Anya Batrakov Journal Contributor
I can’t go to a restaurant anymore without the person I’m with checking their Facebook on their smartphone. I notice more people can’t survive without this seemingly essential need like they can’t survive without food or water, and I feel the need to question it. My own addiction to Facebook sometimes spirals out of control, as I am currently checking it right now as I write this.
There have been interesting studies done in the past few years, like one that compares our pleasure-seeking from Facebook to the pleasure we seek from slot machines, and other studies that explain that it just fills needs for entertainment and “interpersonal communication.” One has to agree with all this, but is it right to have such a need for self-gratification through a smartphone app? And if you don’t think you are getting so much self-gratification through Facebook, you are lying to yourself.
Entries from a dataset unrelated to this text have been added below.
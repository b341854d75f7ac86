//! HMAC-SHA256 request signing shared by the REST adapters.

use base64::engine::general_purpose::STANDARD as BASE64;
use base64::Engine;
use hmac::{Hmac, Mac};
use sha2::Sha256;

type HmacSha256 = Hmac<Sha256>;

fn mac(secret: &str, payload: &str) -> HmacSha256 {
    let mut mac = HmacSha256::new_from_slice(secret.as_bytes())
        .expect("HMAC accepts keys of any length");
    mac.update(payload.as_bytes());
    mac
}

/// Hex-encoded HMAC-SHA256, the Binance signature shape.
pub fn sign_hex(secret: &str, payload: &str) -> String {
    hex::encode(mac(secret, payload).finalize().into_bytes())
}

/// Base64-encoded HMAC-SHA256, the KuCoin signature shape.
pub fn sign_base64(secret: &str, payload: &str) -> String {
    BASE64.encode(mac(secret, payload).finalize().into_bytes())
}
//! Narrow credential-store capability.
//!
//! The core never sees how credentials are stored; it asks for them by
//! name through [`CredentialStore`]. Names are lowercase with
//! underscores (`binance_api_key`); the environment-backed store maps
//! them to uppercase variables (`BINANCE_API_KEY`).

use std::collections::HashMap;

/// Read-only access to named credentials.
pub trait CredentialStore: Send + Sync {
    /// Look up a credential by name. Absent means not configured.
    fn get(&self, name: &str) -> Option<String>;
}

/// Credentials from process environment variables (dotenv-loaded).
pub struct EnvCredentials;

impl CredentialStore for EnvCredentials {
    fn get(&self, name: &str) -> Option<String> {
        let var = name.to_ascii_uppercase();
        std::env::var(var).ok().filter(|v| !v.is_empty())
    }
}

/// Fixed in-memory credentials for tests.
#[derive(Default)]
pub struct StaticCredentials {
    values: HashMap<String, String>,
}

impl StaticCredentials {
    pub fn new() -> Self {
        Self::default()
    }

    pub fn with(mut self, name: impl Into<String>, value: impl Into<String>) -> Self {
        self.values.insert(name.into(), value.into());
        self
    }
}

impl CredentialStore for StaticCredentials {
    fn get(&self, name: &str) -> Option<String> {
        self.values.get(name).cloned()
    }
}
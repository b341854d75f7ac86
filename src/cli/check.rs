//! Handler for `check config`.

use crate::cli::ConfigPathArg;
use crate::config::Config;
use crate::error::Result;

pub fn execute_config(args: &ConfigPathArg) -> Result<()> {
    let config = Config::load(&args.config)?;

    println!("Configuration OK: {}", args.config.display());
    println!("  instruments: {}", config.instruments.join(", "));
    println!("  venues:");
    for (name, venue) in &config.venues {
        println!(
            "    {name} ({:?}, taker fee {})",
            venue.kind, venue.taker_fee
        );
    }
    println!("  min spread: {}%", config.min_spread_pct);
    println!("  poll interval: {}s", config.poll_interval_secs);
    println!(
        "  auto-trading: {}  dry-run: {}",
        config.auto_trading, config.dry_run
    );
    println!(
        "  risk: loss limit {} | max exposure {} | failure streak {}",
        config.risk.daily_loss_limit, config.risk.max_exposure,
        config.risk.max_consecutive_failures
    );
    Ok(())
}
A person gets excited when they express themselves in a way that reaches the world, or at least their network of friends, and when they get approval for whatever they’ve said. The fact that this approval is public is what really makes it all worth it. I came across a photo once that was captioned, “I wish my worth as a person didn’t depend on how many Likes I get on Facebook.” This struck a chord with me, as I know the secret, mildly pathetic disappointment I feel when no one ‘Likes’ something I put out there.
This isn’t even the worst part, because after all, we are only human. The worst part is people replacing Facebook with actual social interaction.
I went to Governor’s Ball music festival a few months ago, and was shocked (or not) at the amount of people absorbed in uploading videos, photos, or just checking in, right in the middle of a show. Seeing a good band live is a wonderful life experience – not just because of the music but because you connect with everyone else there through the music. But these people were missing out on that in favor of online interaction.
There are some people out there that share more about themselves on social-networking sites than they do with friends or acquaintances. I see some very personal details on social networks and I see posts where I’m appalled by the sheer mundanity of what they’re saying. What do I care if you’ve just finished dinner and are sitting down to watch True Blood? But the point is, as one study from Harvard expressed, people get a sense of pleasure simply by disclosing themselves. It is the same sense of pleasure we get from food, sex, and acquiring money.
In this day and age, we feel more of a need to be in constant contact with people because we have the means to do so. This isn’t how some of us grew up, but it is what most of us have grown accustomed to. Anyone that tries to stop social networking usually comes back within a few days, and that’s okay: we are people living in the year 2012. Express yourself all you want. It doesn’t mean I have to ‘Like’ it.